Ce que Nicolas Sarkozy voulait nous laisser de cette journée, c’était moins un discours qu’une image. Celle de son triomphe. César entrant dans Rome…
Il suffisait de regarder le dispositif vidéo mis en place par l’Elysée (c’est l’équipe présidentielle qui fournissait aux télés une image exclusive et contrôlée) : D’abord une Louma (grue de prise de vue au bout de laquelle est installée une caméra. Permet les mouvements de cinéma, travelling avant, arrière, latéral) en haut de l’escalier des 100 marches pour filmer l’arrivée de la voiture du président escortée d’un cortège de véhicules digne du président des Etats-Unis. Puis une deuxième Louma, juste devant l’entrée droite de l’hémicycle pour filmer le pas présidentiel remontant la galerie des bustes au milieu d’une haie de gardes républicains.
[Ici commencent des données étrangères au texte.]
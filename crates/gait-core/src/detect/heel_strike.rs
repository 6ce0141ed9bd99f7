use log::debug;
use std::collections::VecDeque;

use crate::types::{Foot, GaitEvent, GaitEventKind, GaitPhase, SensorSample};

/// Physiological clamp for the heel-strike threshold (m/s²).
const HEEL_STRIKE_THRESHOLD_MIN: f64 = 10.0;
const HEEL_STRIKE_THRESHOLD_MAX: f64 = 25.0;

/// Toe-off threshold never drops below this (m/s²).
const TOE_OFF_THRESHOLD_MIN: f64 = 5.0;

/// Fraction of the heel-strike threshold the previous magnitude must sit
/// below for a rising crossing to count.
const CROSSING_LOW_FRACTION: f64 = 0.7;

/// Configuration for the per-foot adaptive-threshold detector. Field units
/// are physical; defaults are tuned for foot-mounted IMUs during walking.
#[derive(Debug, Clone)]
pub struct DetectorConfig {
    /// Starting heel-strike threshold before any adaptation (m/s²).
    pub initial_heel_strike_threshold: f64,
    /// Shortest plausible stride (ms). Heel-strike intervals below this
    /// never produce a stride; half of it is the heel-strike debounce.
    pub min_stride_ms: f64,
    /// Longest plausible stride (ms).
    pub max_stride_ms: f64,
    /// Stance fraction assumed when no toe-off was seen inside the stride.
    pub min_stance_ratio: f64,
    /// Minimum dwell in stance before a toe-off may fire (ms).
    pub toe_off_dwell_ms: f64,
    /// Debounce between successive toe-offs (ms).
    pub toe_off_debounce_ms: f64,
    /// Forward (x) acceleration a candidate toe-off must exceed (m/s²).
    /// Heuristic gate; only meaningful if the upstream orientation pipeline
    /// really maps x to the direction of progression.
    pub min_forward_accel: f64,
    /// Peak-history depth driving threshold adaptation.
    pub peak_history: usize,
}

impl Default for DetectorConfig {
    fn default() -> Self {
        Self {
            initial_heel_strike_threshold: 15.0,
            min_stride_ms: 600.0,
            max_stride_ms: 2000.0,
            min_stance_ratio: 0.6,
            toe_off_dwell_ms: 100.0,
            toe_off_debounce_ms: 200.0,
            min_forward_accel: 3.0,
            peak_history: 20,
        }
    }
}

/// Self-tuning detection thresholds. Magnitudes above half the current
/// heel-strike threshold feed a bounded peak history; the heel-strike
/// threshold tracks 70% of that history's mean, clamped to a
/// physiologically plausible band, and the toe-off threshold follows at
/// half of it.
#[derive(Debug, Clone)]
pub struct AdaptiveThreshold {
    heel_strike: f64,
    toe_off: f64,
    recent_peaks: VecDeque<f64>,
    capacity: usize,
}

impl AdaptiveThreshold {
    pub fn new(initial_heel_strike: f64, capacity: usize) -> Self {
        assert!(capacity > 0);
        let heel_strike =
            initial_heel_strike.clamp(HEEL_STRIKE_THRESHOLD_MIN, HEEL_STRIKE_THRESHOLD_MAX);
        Self {
            heel_strike,
            toe_off: (heel_strike * 0.5).max(TOE_OFF_THRESHOLD_MIN),
            recent_peaks: VecDeque::with_capacity(capacity),
            capacity,
        }
    }

    pub fn heel_strike(&self) -> f64 {
        self.heel_strike
    }

    pub fn toe_off(&self) -> f64 {
        self.toe_off
    }

    /// Feeds one acceleration magnitude into the adaptation history.
    pub fn observe(&mut self, magnitude: f64) {
        if magnitude <= self.heel_strike * 0.5 {
            return;
        }
        if self.recent_peaks.len() == self.capacity {
            self.recent_peaks.pop_front();
        }
        self.recent_peaks.push_back(magnitude);

        let mean = self.recent_peaks.iter().sum::<f64>() / self.recent_peaks.len() as f64;
        self.heel_strike =
            (mean * 0.7).clamp(HEEL_STRIKE_THRESHOLD_MIN, HEEL_STRIKE_THRESHOLD_MAX);
        self.toe_off = (self.heel_strike * 0.5).max(TOE_OFF_THRESHOLD_MIN);
    }
}

/// Timing of a completed stride, reported when a new same-foot heel-strike
/// lands a plausible interval after the previous one.
#[derive(Debug, Clone, Copy, PartialEq)]
pub struct StrideTiming {
    pub start_ms: f64,
    pub end_ms: f64,
    pub duration_ms: f64,
    pub stance_ms: f64,
    pub swing_ms: f64,
}

/// What one detector tick produced.
#[derive(Debug, Clone, Default)]
pub struct DetectionOutcome {
    pub events: Vec<GaitEvent>,
    /// Present only when this tick's heel-strike closed a valid stride.
    pub stride: Option<StrideTiming>,
}

/// Per-foot heel-strike / toe-off state machine over consecutive
/// acceleration magnitudes.
#[derive(Debug, Clone)]
pub struct HeelStrikeDetector {
    config: DetectorConfig,
    foot: Foot,
    threshold: AdaptiveThreshold,
    phase: GaitPhase,
    prev_magnitude: Option<f64>,
    last_heel_strike_ms: Option<f64>,
    last_toe_off_ms: Option<f64>,
}

impl HeelStrikeDetector {
    pub fn new(foot: Foot, config: DetectorConfig) -> Self {
        let threshold =
            AdaptiveThreshold::new(config.initial_heel_strike_threshold, config.peak_history);
        Self {
            config,
            foot,
            threshold,
            phase: GaitPhase::Unknown,
            prev_magnitude: None,
            last_heel_strike_ms: None,
            last_toe_off_ms: None,
        }
    }

    pub fn phase(&self) -> GaitPhase {
        self.phase
    }

    pub fn thresholds(&self) -> &AdaptiveThreshold {
        &self.threshold
    }

    pub fn last_heel_strike_ms(&self) -> Option<f64> {
        self.last_heel_strike_ms
    }

    /// Processes one sample. At most one heel-strike and one toe-off can be
    /// emitted per tick; a heel-strike may additionally close a stride.
    pub fn update(&mut self, sample: &SensorSample) -> DetectionOutcome {
        let magnitude = sample.accel_magnitude();
        let t = sample.timestamp_ms;
        let mut outcome = DetectionOutcome::default();

        if self.is_heel_strike(magnitude, t) {
            let confidence = (magnitude / (self.threshold.heel_strike() * 2.0)).min(1.0);
            outcome.events.push(GaitEvent {
                kind: GaitEventKind::HeelStrike,
                timestamp_ms: t,
                foot: self.foot,
                confidence,
            });
            outcome.stride = self.close_stride(t);
            debug!(target: "gait_core::detect",
                "{:?} heel-strike at t={:.0} ms (mag={:.2}, threshold={:.2})",
                self.foot, t, magnitude, self.threshold.heel_strike());

            self.phase = GaitPhase::Stance;
            self.last_heel_strike_ms = Some(t);
        } else if self.is_toe_off(sample, magnitude, t) {
            let confidence = (sample.accel.x / (self.config.min_forward_accel * 2.0)).min(1.0);
            outcome.events.push(GaitEvent {
                kind: GaitEventKind::ToeOff,
                timestamp_ms: t,
                foot: self.foot,
                confidence,
            });
            debug!(target: "gait_core::detect",
                "{:?} toe-off at t={:.0} ms (forward={:.2})", self.foot, t, sample.accel.x);

            self.phase = GaitPhase::Swing;
            self.last_toe_off_ms = Some(t);
        }

        self.threshold.observe(magnitude);
        self.prev_magnitude = Some(magnitude);
        outcome
    }

    /// Rising crossing of the adaptive threshold from well below it,
    /// debounced to half a minimum stride.
    fn is_heel_strike(&self, magnitude: f64, t: f64) -> bool {
        let threshold = self.threshold.heel_strike();
        let Some(prev) = self.prev_magnitude else {
            return false;
        };
        if prev >= threshold * CROSSING_LOW_FRACTION || magnitude <= threshold {
            return false;
        }
        match self.last_heel_strike_ms {
            Some(last) => t - last >= self.config.min_stride_ms / 2.0,
            None => true,
        }
    }

    fn is_toe_off(&self, sample: &SensorSample, magnitude: f64, t: f64) -> bool {
        if self.phase != GaitPhase::Stance {
            return false;
        }
        let Some(heel_strike) = self.last_heel_strike_ms else {
            return false;
        };
        if t - heel_strike < self.config.toe_off_dwell_ms {
            return false;
        }
        if let Some(last) = self.last_toe_off_ms {
            if t - last < self.config.toe_off_debounce_ms {
                return false;
            }
        }
        magnitude > self.threshold.toe_off() && sample.accel.x > self.config.min_forward_accel
    }

    /// Builds stride timing when the interval back to the previous
    /// heel-strike is plausible. Stance comes from the observed toe-off when
    /// one occurred inside the stride; otherwise the configured minimum
    /// stance fraction stands in. Swing is the residual.
    fn close_stride(&self, t: f64) -> Option<StrideTiming> {
        let start_ms = self.last_heel_strike_ms?;
        let duration_ms = t - start_ms;
        if duration_ms < self.config.min_stride_ms || duration_ms > self.config.max_stride_ms {
            return None;
        }
        let stance_ms = match self.last_toe_off_ms {
            Some(toe_off) if toe_off > start_ms && toe_off <= t => toe_off - start_ms,
            _ => duration_ms * self.config.min_stance_ratio,
        };
        Some(StrideTiming {
            start_ms,
            end_ms: t,
            duration_ms,
            stance_ms,
            swing_ms: (duration_ms - stance_ms).max(0.0),
        })
    }

    pub fn reset(&mut self) {
        self.threshold = AdaptiveThreshold::new(
            self.config.initial_heel_strike_threshold,
            self.config.peak_history,
        );
        self.phase = GaitPhase::Unknown;
        self.prev_magnitude = None;
        self.last_heel_strike_ms = None;
        self.last_toe_off_ms = None;
    }
}

#[cfg(test)]
mod tests {
    use super::*;
    use approx::assert_relative_eq;
    use nalgebra::Vector3;

    fn sample(t: f64, accel: Vector3<f64>) -> SensorSample {
        SensorSample::new(t, accel, Vector3::zeros())
    }

    fn quiet(t: f64) -> SensorSample {
        sample(t, Vector3::new(0.0, 0.0, 9.8))
    }

    /// Low-magnitude sample followed by a spike: the crossing shape the
    /// detector looks for.
    fn strike_pair(detector: &mut HeelStrikeDetector, t: f64) -> DetectionOutcome {
        detector.update(&sample(t - 10.0, Vector3::new(0.0, 0.0, 4.0)));
        detector.update(&sample(t, Vector3::new(0.0, 0.0, 18.0)))
    }

    #[test]
    fn detects_heel_strike_on_rising_crossing() {
        let mut detector = HeelStrikeDetector::new(Foot::Left, DetectorConfig::default());
        detector.update(&quiet(0.0));
        let outcome = strike_pair(&mut detector, 100.0);
        assert_eq!(outcome.events.len(), 1);
        let event = outcome.events[0];
        assert_eq!(event.kind, GaitEventKind::HeelStrike);
        assert_eq!(event.foot, Foot::Left);
        assert!(event.confidence > 0.0 && event.confidence <= 1.0);
        assert_eq!(detector.phase(), GaitPhase::Stance);
    }

    #[test]
    fn heel_strike_is_debounced() {
        let mut detector = HeelStrikeDetector::new(Foot::Left, DetectorConfig::default());
        detector.update(&quiet(0.0));
        let first = strike_pair(&mut detector, 100.0);
        assert_eq!(first.events.len(), 1);
        // 100 ms later: well inside the 300 ms debounce.
        let second = strike_pair(&mut detector, 200.0);
        assert!(second.events.is_empty());
    }

    #[test]
    fn consecutive_strikes_at_valid_interval_close_a_stride() {
        let mut detector = HeelStrikeDetector::new(Foot::Right, DetectorConfig::default());
        detector.update(&quiet(0.0));
        let first = strike_pair(&mut detector, 1000.0);
        assert!(first.stride.is_none());

        let second = strike_pair(&mut detector, 2000.0);
        let stride = second.stride.expect("1000 ms interval should close a stride");
        assert_relative_eq!(stride.duration_ms, 1000.0);
        assert_relative_eq!(stride.start_ms, 1000.0);
        // No toe-off seen: stance falls back to the minimum stance fraction.
        assert_relative_eq!(stride.stance_ms, 600.0);
        assert_relative_eq!(stride.swing_ms, 400.0);
    }

    #[test]
    fn out_of_range_interval_yields_event_but_no_stride() {
        let mut detector = HeelStrikeDetector::new(Foot::Left, DetectorConfig::default());
        detector.update(&quiet(0.0));
        strike_pair(&mut detector, 1000.0);
        // 2500 ms later: above MAX_STRIDE_MS.
        let outcome = strike_pair(&mut detector, 3500.0);
        assert_eq!(outcome.events.len(), 1);
        assert!(outcome.stride.is_none());
    }

    #[test]
    fn toe_off_requires_stance_dwell_and_forward_push() {
        let mut detector = HeelStrikeDetector::new(Foot::Left, DetectorConfig::default());
        detector.update(&quiet(0.0));
        strike_pair(&mut detector, 1000.0);

        // Inside the 100 ms dwell: gated.
        let early = detector.update(&sample(1050.0, Vector3::new(6.0, 0.0, 5.0)));
        assert!(early.events.is_empty());

        // Past the dwell but without forward acceleration: gated.
        let flat = detector.update(&sample(1300.0, Vector3::new(0.0, 0.0, 9.8)));
        assert!(flat.events.is_empty());

        // Forward push above the gate with magnitude above the toe-off
        // threshold: fires and flips to swing.
        let outcome = detector.update(&sample(1600.0, Vector3::new(6.0, 0.0, 5.0)));
        assert_eq!(outcome.events.len(), 1);
        assert_eq!(outcome.events[0].kind, GaitEventKind::ToeOff);
        assert_eq!(detector.phase(), GaitPhase::Swing);

        // Already in swing: no second toe-off.
        let repeat = detector.update(&sample(1900.0, Vector3::new(6.0, 0.0, 5.0)));
        assert!(repeat.events.is_empty());
    }

    #[test]
    fn observed_toe_off_defines_stance_time() {
        let mut detector = HeelStrikeDetector::new(Foot::Left, DetectorConfig::default());
        detector.update(&quiet(0.0));
        strike_pair(&mut detector, 1000.0);
        detector.update(&sample(1600.0, Vector3::new(6.0, 0.0, 5.0)));

        let outcome = strike_pair(&mut detector, 2000.0);
        let stride = outcome.stride.expect("stride");
        assert_relative_eq!(stride.stance_ms, 600.0);
        assert_relative_eq!(stride.swing_ms, 400.0);
    }

    #[test]
    fn thresholds_stay_inside_physiological_bounds() {
        let mut threshold = AdaptiveThreshold::new(15.0, 20);
        // Pathologically large peaks cannot push the threshold past the cap.
        for _ in 0..40 {
            threshold.observe(120.0);
        }
        assert_relative_eq!(threshold.heel_strike(), HEEL_STRIKE_THRESHOLD_MAX);
        assert_relative_eq!(threshold.toe_off(), HEEL_STRIKE_THRESHOLD_MAX * 0.5);

        // Small peaks cannot drag it below the floor, and the toe-off
        // threshold keeps its own minimum.
        let mut threshold = AdaptiveThreshold::new(15.0, 20);
        for _ in 0..40 {
            threshold.observe(8.0);
        }
        assert_relative_eq!(threshold.heel_strike(), HEEL_STRIKE_THRESHOLD_MIN);
        assert_relative_eq!(threshold.toe_off(), TOE_OFF_THRESHOLD_MIN);
    }

    #[test]
    fn sub_threshold_magnitudes_do_not_adapt() {
        let mut threshold = AdaptiveThreshold::new(15.0, 20);
        let before = threshold.heel_strike();
        for _ in 0..50 {
            threshold.observe(2.0);
        }
        assert_relative_eq!(threshold.heel_strike(), before);
    }

    #[test]
    fn reset_returns_to_initial_state() {
        let mut detector = HeelStrikeDetector::new(Foot::Left, DetectorConfig::default());
        detector.update(&quiet(0.0));
        strike_pair(&mut detector, 1000.0);
        assert_eq!(detector.phase(), GaitPhase::Stance);

        detector.reset();
        assert_eq!(detector.phase(), GaitPhase::Unknown);
        assert!(detector.last_heel_strike_ms().is_none());
    }
}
Enfin, pendant le discours, des caméras placées en contre plongée face au pupitre (ce qui n’est pas la place habituelle des caméras lors des congrès) pour filmer le chef de l’Etat sous son meilleur angle et éviter qu’il n’apparaisse écrasé par le lieu.
Il y avait presque quelque chose de touchant dans cette lourde mise en scène. On avait le sentiment de toucher du doigt les rêves du petit Nicolas : « regarde maman, la grosse voiture, elle est à moi. Dans le château, ils sont tous venus m’écouter moi. Et la fille à la beauté de magazine dans la tribune, son mari c’est moi! »
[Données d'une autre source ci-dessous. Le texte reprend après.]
use log::warn;
use std::collections::VecDeque;

use crate::types::{Foot, SampleError, SensorSample};

/// Streaming window retained per foot, in seconds.
pub const DEFAULT_WINDOW_SECS: f64 = 5.0;

/// Bounded per-foot FIFO of validated IMU samples. Oldest samples are
/// dropped when the window overflows; nothing downstream ever sees an
/// unbounded history or a non-finite vector.
#[derive(Debug, Clone)]
pub struct TelemetryBuffer {
    foot: Foot,
    samples: VecDeque<SensorSample>,
    capacity: usize,
    last_timestamp_ms: Option<f64>,
}

impl TelemetryBuffer {
    /// Creates a buffer holding `capacity` samples.
    pub fn new(foot: Foot, capacity: usize) -> Self {
        assert!(capacity > 0);
        Self {
            foot,
            samples: VecDeque::with_capacity(capacity),
            capacity,
            last_timestamp_ms: None,
        }
    }

    /// Creates a buffer sized for `DEFAULT_WINDOW_SECS` at the given rate.
    pub fn with_rate(foot: Foot, sample_rate_hz: f64) -> Self {
        assert!(sample_rate_hz.is_finite() && sample_rate_hz > 0.0);
        let capacity = (sample_rate_hz * DEFAULT_WINDOW_SECS).ceil() as usize;
        Self::new(foot, capacity.max(1))
    }

    /// Validates and appends a sample. Non-finite vectors and timestamp
    /// regressions are rejected here, at the boundary; equal timestamps are
    /// tolerated (the per-foot stream is non-decreasing, not strictly
    /// increasing).
    pub fn push(&mut self, sample: SensorSample) -> Result<(), SampleError> {
        if !sample.is_finite() {
            warn!(target: "gait_core::buffer",
                "Rejected non-finite sample on {:?} at t={}", self.foot, sample.timestamp_ms);
            return Err(SampleError::NonFinite {
                timestamp_ms: sample.timestamp_ms,
            });
        }
        if let Some(previous_ms) = self.last_timestamp_ms {
            if sample.timestamp_ms < previous_ms {
                warn!(target: "gait_core::buffer",
                    "Rejected timestamp regression on {:?}: {} < {}",
                    self.foot, sample.timestamp_ms, previous_ms);
                return Err(SampleError::TimestampRegression {
                    foot: self.foot,
                    timestamp_ms: sample.timestamp_ms,
                    previous_ms,
                });
            }
        }

        if self.samples.len() == self.capacity {
            self.samples.pop_front();
        }
        self.samples.push_back(sample);
        self.last_timestamp_ms = Some(sample.timestamp_ms);
        Ok(())
    }

    pub fn foot(&self) -> Foot {
        self.foot
    }

    pub fn len(&self) -> usize {
        self.samples.len()
    }

    pub fn is_empty(&self) -> bool {
        self.samples.is_empty()
    }

    pub fn capacity(&self) -> usize {
        self.capacity
    }

    pub fn latest(&self) -> Option<&SensorSample> {
        self.samples.back()
    }

    /// Iterates over the most recent `count` samples, oldest first.
    pub fn recent(&self, count: usize) -> impl Iterator<Item = &SensorSample> {
        let skip = self.samples.len().saturating_sub(count);
        self.samples.iter().skip(skip)
    }

    /// All buffered samples, oldest first.
    pub fn iter(&self) -> impl Iterator<Item = &SensorSample> {
        self.samples.iter()
    }

    pub fn clear(&mut self) {
        self.samples.clear();
        self.last_timestamp_ms = None;
    }
}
Au delà que pourrait-on retenir d’un discours qui était en creux la négation de tous ceux prononcés lors de la campagne présidentielle?
Nous pourrions nous féliciter de l’abandon de chimères autour de la discrimination ou de la laïcité positives. Nous pourrions surtout savourer la spectaculaire conversion à la défense du modèle social français paré jusqu’ici de tous les archaïsmes et avec lequel le président voulait justement rompre? Mais la question qui nous est posée c’est celle de la part de sincérité que nous devons accorder à ces déclarations.
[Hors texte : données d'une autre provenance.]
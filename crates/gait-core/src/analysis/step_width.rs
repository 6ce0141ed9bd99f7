use serde::{Deserialize, Serialize};

/// Samples per foot required before its lateral variance is usable.
pub const STEP_WIDTH_WINDOW: usize = 30;

/// Output clamp (m). Physiological stance widths sit well inside this.
const WIDTH_MIN_M: f64 = 0.05;
const WIDTH_MAX_M: f64 = 0.25;

/// Variance-to-width mapping coefficients per tier.
const BILATERAL_COEFF: f64 = 0.05;
const UNILATERAL_COEFF: f64 = 0.04;

/// Fallback when neither foot has enough data.
const DEFAULT_WIDTH_M: f64 = 0.1;

/// Which fallback tier produced the estimate. Exposed so downstream
/// consumers can react to estimate quality.
#[derive(Debug, Clone, Copy, PartialEq, Eq, Serialize, Deserialize)]
pub enum StepWidthMethod {
    /// Both feet contributed lateral variance.
    Bilateral,
    /// Only one foot qualified.
    Unilateral,
    /// Fixed population default.
    Default,
}

#[derive(Debug, Clone, Copy, PartialEq, Serialize, Deserialize)]
pub struct StepWidthEstimate {
    pub width_m: f64,
    pub method: StepWidthMethod,
    pub confidence: f64,
}

/// Maps medio-lateral acceleration variance to a lateral stance width.
/// `left_lateral` / `right_lateral` are each foot's recent medio-lateral
/// (y) acceleration values; a foot qualifies with `STEP_WIDTH_WINDOW`
/// samples or more.
pub fn estimate_step_width(left_lateral: &[f64], right_lateral: &[f64]) -> StepWidthEstimate {
    let left = qualified_variance(left_lateral);
    let right = qualified_variance(right_lateral);

    match (left, right) {
        (Some(l), Some(r)) => StepWidthEstimate {
            width_m: width_from_variance((l + r) / 2.0, BILATERAL_COEFF),
            method: StepWidthMethod::Bilateral,
            confidence: 0.7,
        },
        (Some(v), None) | (None, Some(v)) => StepWidthEstimate {
            width_m: width_from_variance(v, UNILATERAL_COEFF),
            method: StepWidthMethod::Unilateral,
            confidence: 0.4,
        },
        (None, None) => StepWidthEstimate {
            width_m: DEFAULT_WIDTH_M,
            method: StepWidthMethod::Default,
            confidence: 0.1,
        },
    }
}

fn width_from_variance(variance: f64, coefficient: f64) -> f64 {
    (WIDTH_MIN_M + variance.sqrt() * coefficient).clamp(WIDTH_MIN_M, WIDTH_MAX_M)
}

fn qualified_variance(lateral: &[f64]) -> Option<f64> {
    if lateral.len() < STEP_WIDTH_WINDOW {
        return None;
    }
    let window = &lateral[lateral.len() - STEP_WIDTH_WINDOW..];
    let mean = window.iter().sum::<f64>() / window.len() as f64;
    let variance =
        window.iter().map(|v| (v - mean) * (v - mean)).sum::<f64>() / window.len() as f64;
    Some(variance)
}

#[cfg(test)]
mod tests {
    use super::*;
    use approx::assert_relative_eq;

    fn lateral(amplitude: f64, count: usize) -> Vec<f64> {
        (0..count)
            .map(|i| if i % 2 == 0 { amplitude } else { -amplitude })
            .collect()
    }

    #[test]
    fn default_tier_without_data() {
        let estimate = estimate_step_width(&[], &[]);
        assert_eq!(estimate.method, StepWidthMethod::Default);
        assert_relative_eq!(estimate.width_m, 0.1);
        assert_relative_eq!(estimate.confidence, 0.1);
    }

    #[test]
    fn unilateral_tier_with_one_foot() {
        let estimate = estimate_step_width(&lateral(1.0, 40), &lateral(1.0, 10));
        assert_eq!(estimate.method, StepWidthMethod::Unilateral);
        assert_relative_eq!(estimate.confidence, 0.4);
        // Variance 1.0, so width = 0.05 + 1.0 * 0.04.
        assert_relative_eq!(estimate.width_m, 0.09, epsilon = 1e-9);
    }

    #[test]
    fn bilateral_tier_with_both_feet() {
        let estimate = estimate_step_width(&lateral(1.0, 40), &lateral(1.0, 40));
        assert_eq!(estimate.method, StepWidthMethod::Bilateral);
        assert_relative_eq!(estimate.confidence, 0.7);
        assert_relative_eq!(estimate.width_m, 0.10, epsilon = 1e-9);
    }

    #[test]
    fn width_is_always_inside_the_clamp() {
        for amplitude in [0.0, 0.01, 1.0, 10.0, 1000.0] {
            let estimate = estimate_step_width(&lateral(amplitude, 60), &lateral(amplitude, 60));
            assert!(
                (0.05..=0.25).contains(&estimate.width_m),
                "width {} out of clamp for amplitude {}",
                estimate.width_m,
                amplitude
            );
        }
    }

    #[test]
    fn only_the_recent_window_counts() {
        // Old wild swings followed by 30 quiet samples: variance comes from
        // the quiet tail.
        let mut values = lateral(50.0, 30);
        values.extend(std::iter::repeat(0.0).take(STEP_WIDTH_WINDOW));
        let estimate = estimate_step_width(&values, &[]);
        assert_eq!(estimate.method, StepWidthMethod::Unilateral);
        assert_relative_eq!(estimate.width_m, 0.05);
    }
}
Si l’intention est réellement de préserver le modèle social français qui puise ses racines pour partie dans l’œuvre du Front populaire et pour une autre part dans le programme du Conseil National de la Résistance, alors la gauche devra répondre positivement.
Seulement nous avons appris à nous méfier des mots. Jacques Chirac avait déjà cette spécialité : capter les mots pour mieux les vider de leur sens. Nicolas Sarkozy maîtrise un art consommé des changements de cap. Après avoir vanté le modèle anglo-saxon, appelé à une politique de civilisation, exigé la refondation du capitalisme, le voilà qui se pose en défenseur de la dépense publique, des « amortisseurs » sociaux et de la lutte contre les exclusions. Nicolas Sarkozy confond la politique avec un concours d’éloquence : seul compte de prononcer le bon discours au bon moment.
Pouvions-nous donc croire en la sincérité de Nicolas Sarkozy lundi? C’est finalement François Fillon qui nous a livré la réponse.
Le Président, pour ne pas partager une gloire qui lui procure d’autant plus de plaisir qu’elle est solitaire, a interdit son Premier Ministre de déclaration de politique générale. Pour éviter une humiliation trop forte, François Fillon a justifié cette dérogation à la tradition républicaine par un aveu : il n’y a pas besoin de présenter un programme devant l’Assemblée nationale, ni besoin de se soumettre au vote de confiance de la majorité puisque la politique menée et les ministres pour la servir sont les mêmes… Comment mieux dire que Versailles n’était qu’une opération de communication grossière?
Le président de la République a déclaré lundi que « la crise devait nous rendre plus libres d’imaginer un autre avenir ». Craignons que derrière cette liberté et cette imagination, ne se cachent opportunisme politique et improvisation économique.